TO DO> Below are some records. Return exactly the lines from the one containing "filename src/main.rs" through the one containing "use codekb_llm::openai::OpenAiEmbedder;", both included, and only those.

INPUT RECORDS: Begin

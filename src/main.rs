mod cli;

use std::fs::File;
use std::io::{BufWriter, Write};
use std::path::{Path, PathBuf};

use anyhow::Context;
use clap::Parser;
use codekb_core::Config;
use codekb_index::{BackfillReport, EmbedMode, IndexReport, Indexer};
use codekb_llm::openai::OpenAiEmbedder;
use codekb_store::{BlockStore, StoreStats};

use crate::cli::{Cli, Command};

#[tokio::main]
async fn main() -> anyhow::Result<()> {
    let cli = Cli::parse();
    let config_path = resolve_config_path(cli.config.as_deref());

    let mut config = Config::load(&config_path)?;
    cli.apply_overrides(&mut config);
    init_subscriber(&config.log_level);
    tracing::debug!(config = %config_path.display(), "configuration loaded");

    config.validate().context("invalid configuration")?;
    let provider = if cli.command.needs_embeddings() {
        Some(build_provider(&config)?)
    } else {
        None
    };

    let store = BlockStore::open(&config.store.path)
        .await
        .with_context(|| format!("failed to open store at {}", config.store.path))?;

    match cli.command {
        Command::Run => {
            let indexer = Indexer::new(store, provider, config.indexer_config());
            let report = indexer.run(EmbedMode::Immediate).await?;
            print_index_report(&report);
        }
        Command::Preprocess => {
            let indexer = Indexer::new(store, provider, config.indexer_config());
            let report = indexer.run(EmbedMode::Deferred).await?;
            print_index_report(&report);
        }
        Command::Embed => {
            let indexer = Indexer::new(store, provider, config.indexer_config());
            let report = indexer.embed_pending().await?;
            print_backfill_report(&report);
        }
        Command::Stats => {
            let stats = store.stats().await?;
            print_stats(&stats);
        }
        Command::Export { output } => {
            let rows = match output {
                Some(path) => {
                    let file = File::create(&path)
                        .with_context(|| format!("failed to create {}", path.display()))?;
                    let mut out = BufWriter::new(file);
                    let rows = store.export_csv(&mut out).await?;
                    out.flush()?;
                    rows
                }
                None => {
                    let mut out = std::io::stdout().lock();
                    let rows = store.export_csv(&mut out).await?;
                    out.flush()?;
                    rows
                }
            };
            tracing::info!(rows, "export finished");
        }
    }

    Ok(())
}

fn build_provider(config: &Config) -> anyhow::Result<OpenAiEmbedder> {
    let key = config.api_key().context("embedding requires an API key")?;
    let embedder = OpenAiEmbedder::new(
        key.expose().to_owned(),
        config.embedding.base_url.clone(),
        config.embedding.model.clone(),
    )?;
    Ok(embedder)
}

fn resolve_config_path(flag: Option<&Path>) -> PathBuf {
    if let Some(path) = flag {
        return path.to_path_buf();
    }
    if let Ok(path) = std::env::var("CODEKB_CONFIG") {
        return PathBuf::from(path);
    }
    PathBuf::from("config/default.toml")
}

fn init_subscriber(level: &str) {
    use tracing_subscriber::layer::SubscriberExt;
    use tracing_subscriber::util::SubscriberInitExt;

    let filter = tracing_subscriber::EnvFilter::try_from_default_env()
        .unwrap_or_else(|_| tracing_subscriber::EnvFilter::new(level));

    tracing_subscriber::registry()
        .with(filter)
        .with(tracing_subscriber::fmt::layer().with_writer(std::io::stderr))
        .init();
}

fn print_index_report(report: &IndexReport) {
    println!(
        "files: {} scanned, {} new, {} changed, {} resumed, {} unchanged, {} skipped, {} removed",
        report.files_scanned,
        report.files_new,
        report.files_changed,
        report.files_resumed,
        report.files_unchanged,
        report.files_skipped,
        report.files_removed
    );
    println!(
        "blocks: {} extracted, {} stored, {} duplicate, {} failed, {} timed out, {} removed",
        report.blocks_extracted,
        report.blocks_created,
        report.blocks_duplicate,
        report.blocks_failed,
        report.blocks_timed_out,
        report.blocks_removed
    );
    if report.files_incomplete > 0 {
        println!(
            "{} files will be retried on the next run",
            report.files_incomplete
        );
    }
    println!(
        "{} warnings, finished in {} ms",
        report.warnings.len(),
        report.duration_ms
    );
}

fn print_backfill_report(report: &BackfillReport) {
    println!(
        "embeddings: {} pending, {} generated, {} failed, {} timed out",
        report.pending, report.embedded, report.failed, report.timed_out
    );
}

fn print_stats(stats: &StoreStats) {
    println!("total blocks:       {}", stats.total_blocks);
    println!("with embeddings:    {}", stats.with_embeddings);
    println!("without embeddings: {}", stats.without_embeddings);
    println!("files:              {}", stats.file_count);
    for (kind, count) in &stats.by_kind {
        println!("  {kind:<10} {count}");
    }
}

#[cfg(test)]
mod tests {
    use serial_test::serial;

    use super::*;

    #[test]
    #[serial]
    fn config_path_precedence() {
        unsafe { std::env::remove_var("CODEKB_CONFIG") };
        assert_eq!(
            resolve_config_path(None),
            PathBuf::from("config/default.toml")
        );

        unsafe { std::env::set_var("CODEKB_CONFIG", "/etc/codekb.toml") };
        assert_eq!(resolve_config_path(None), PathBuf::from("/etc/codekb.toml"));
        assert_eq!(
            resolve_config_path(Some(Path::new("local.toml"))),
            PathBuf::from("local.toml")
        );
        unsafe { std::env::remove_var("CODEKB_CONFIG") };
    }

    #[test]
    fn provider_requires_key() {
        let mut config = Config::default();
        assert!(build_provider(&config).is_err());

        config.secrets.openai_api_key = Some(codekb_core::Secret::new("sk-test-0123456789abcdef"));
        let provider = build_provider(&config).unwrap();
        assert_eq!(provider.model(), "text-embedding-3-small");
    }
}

INPUT RECORDS: End
INPUT RECORDS: Begin

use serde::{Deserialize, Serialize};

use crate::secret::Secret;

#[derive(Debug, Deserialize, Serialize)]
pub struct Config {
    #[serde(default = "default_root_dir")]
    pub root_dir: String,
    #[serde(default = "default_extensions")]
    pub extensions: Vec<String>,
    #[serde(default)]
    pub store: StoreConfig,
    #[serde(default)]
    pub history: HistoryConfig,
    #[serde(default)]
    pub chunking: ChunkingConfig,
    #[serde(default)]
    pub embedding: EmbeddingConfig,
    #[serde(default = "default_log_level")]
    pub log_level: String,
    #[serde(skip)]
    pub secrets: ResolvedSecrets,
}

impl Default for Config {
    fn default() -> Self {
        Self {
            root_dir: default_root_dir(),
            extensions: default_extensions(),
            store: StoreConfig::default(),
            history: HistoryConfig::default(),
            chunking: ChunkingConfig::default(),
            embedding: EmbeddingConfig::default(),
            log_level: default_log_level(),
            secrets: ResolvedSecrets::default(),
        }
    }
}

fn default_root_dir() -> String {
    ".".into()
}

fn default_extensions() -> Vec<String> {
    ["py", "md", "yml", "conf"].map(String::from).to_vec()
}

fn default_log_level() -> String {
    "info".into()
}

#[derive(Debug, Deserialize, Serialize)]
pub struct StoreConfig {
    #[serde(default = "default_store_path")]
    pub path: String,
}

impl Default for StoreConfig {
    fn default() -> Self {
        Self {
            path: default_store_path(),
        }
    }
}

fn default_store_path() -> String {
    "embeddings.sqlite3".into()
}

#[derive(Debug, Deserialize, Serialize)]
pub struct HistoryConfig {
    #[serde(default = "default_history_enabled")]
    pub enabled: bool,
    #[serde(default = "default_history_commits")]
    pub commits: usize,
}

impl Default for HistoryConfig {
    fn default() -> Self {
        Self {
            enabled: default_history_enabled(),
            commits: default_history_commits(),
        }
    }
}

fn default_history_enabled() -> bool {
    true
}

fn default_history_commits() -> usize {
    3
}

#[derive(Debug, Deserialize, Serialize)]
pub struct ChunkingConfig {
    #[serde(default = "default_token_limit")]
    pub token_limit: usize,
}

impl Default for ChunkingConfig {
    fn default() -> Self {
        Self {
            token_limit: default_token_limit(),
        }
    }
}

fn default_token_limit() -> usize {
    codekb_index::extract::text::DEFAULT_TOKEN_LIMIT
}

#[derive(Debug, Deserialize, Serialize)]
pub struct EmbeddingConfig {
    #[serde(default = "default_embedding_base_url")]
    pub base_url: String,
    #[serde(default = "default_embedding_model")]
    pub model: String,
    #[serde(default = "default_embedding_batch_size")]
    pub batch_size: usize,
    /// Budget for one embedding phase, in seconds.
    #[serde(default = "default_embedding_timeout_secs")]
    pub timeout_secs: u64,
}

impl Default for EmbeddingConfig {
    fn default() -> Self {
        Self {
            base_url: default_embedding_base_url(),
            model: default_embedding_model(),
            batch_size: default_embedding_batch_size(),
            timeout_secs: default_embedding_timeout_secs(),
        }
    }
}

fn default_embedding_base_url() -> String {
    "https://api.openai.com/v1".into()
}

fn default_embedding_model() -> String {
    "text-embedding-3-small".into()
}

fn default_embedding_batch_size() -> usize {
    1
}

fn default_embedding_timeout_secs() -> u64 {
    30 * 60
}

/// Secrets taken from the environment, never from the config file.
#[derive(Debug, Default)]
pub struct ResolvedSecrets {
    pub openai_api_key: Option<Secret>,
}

INPUT RECORDS: End
INPUT RECORDS: Begin

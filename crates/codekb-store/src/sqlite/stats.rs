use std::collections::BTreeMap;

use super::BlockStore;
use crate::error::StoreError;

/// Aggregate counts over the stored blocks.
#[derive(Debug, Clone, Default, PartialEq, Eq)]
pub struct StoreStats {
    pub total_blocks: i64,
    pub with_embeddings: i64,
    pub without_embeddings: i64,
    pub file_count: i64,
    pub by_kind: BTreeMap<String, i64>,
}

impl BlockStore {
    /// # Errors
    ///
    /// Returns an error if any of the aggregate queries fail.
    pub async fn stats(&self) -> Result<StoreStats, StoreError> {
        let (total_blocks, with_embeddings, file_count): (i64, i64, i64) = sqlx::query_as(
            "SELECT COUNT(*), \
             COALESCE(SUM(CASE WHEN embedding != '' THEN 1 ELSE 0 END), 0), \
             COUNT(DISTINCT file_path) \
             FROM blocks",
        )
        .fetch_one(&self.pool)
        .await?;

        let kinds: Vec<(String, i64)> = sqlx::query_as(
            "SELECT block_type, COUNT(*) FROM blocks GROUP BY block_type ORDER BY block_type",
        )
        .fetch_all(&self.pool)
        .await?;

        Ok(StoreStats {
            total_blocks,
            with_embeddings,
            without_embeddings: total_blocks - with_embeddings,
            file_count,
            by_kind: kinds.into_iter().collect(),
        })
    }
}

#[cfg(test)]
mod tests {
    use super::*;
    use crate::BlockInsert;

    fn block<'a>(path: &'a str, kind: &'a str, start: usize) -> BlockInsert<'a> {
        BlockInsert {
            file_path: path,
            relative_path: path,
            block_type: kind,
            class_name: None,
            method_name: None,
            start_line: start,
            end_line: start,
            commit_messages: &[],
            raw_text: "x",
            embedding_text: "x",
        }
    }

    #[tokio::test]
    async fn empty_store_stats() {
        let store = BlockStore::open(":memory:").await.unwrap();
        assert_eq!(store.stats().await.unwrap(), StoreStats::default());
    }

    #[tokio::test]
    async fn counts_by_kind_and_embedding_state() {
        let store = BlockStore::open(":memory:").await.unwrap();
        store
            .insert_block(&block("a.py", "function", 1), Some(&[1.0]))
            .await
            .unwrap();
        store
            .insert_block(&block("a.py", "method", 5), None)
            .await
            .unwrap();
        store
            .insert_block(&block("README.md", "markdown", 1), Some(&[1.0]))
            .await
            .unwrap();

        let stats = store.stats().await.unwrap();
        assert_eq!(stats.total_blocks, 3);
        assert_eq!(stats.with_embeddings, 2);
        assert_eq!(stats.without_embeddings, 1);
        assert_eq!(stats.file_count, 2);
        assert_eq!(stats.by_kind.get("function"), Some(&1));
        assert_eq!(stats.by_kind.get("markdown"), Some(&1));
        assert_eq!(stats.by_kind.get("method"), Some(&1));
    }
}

INPUT RECORDS: End

TASK SOLUTION>
filename src/main.rs
mod cli;

use std::fs::File;
use std::io::{BufWriter, Write};
use std::path::{Path, PathBuf};

use anyhow::Context;
use clap::Parser;
use codekb_core::Config;
use codekb_index::{BackfillReport, EmbedMode, IndexReport, Indexer};
use codekb_llm::openai::OpenAiEmbedder;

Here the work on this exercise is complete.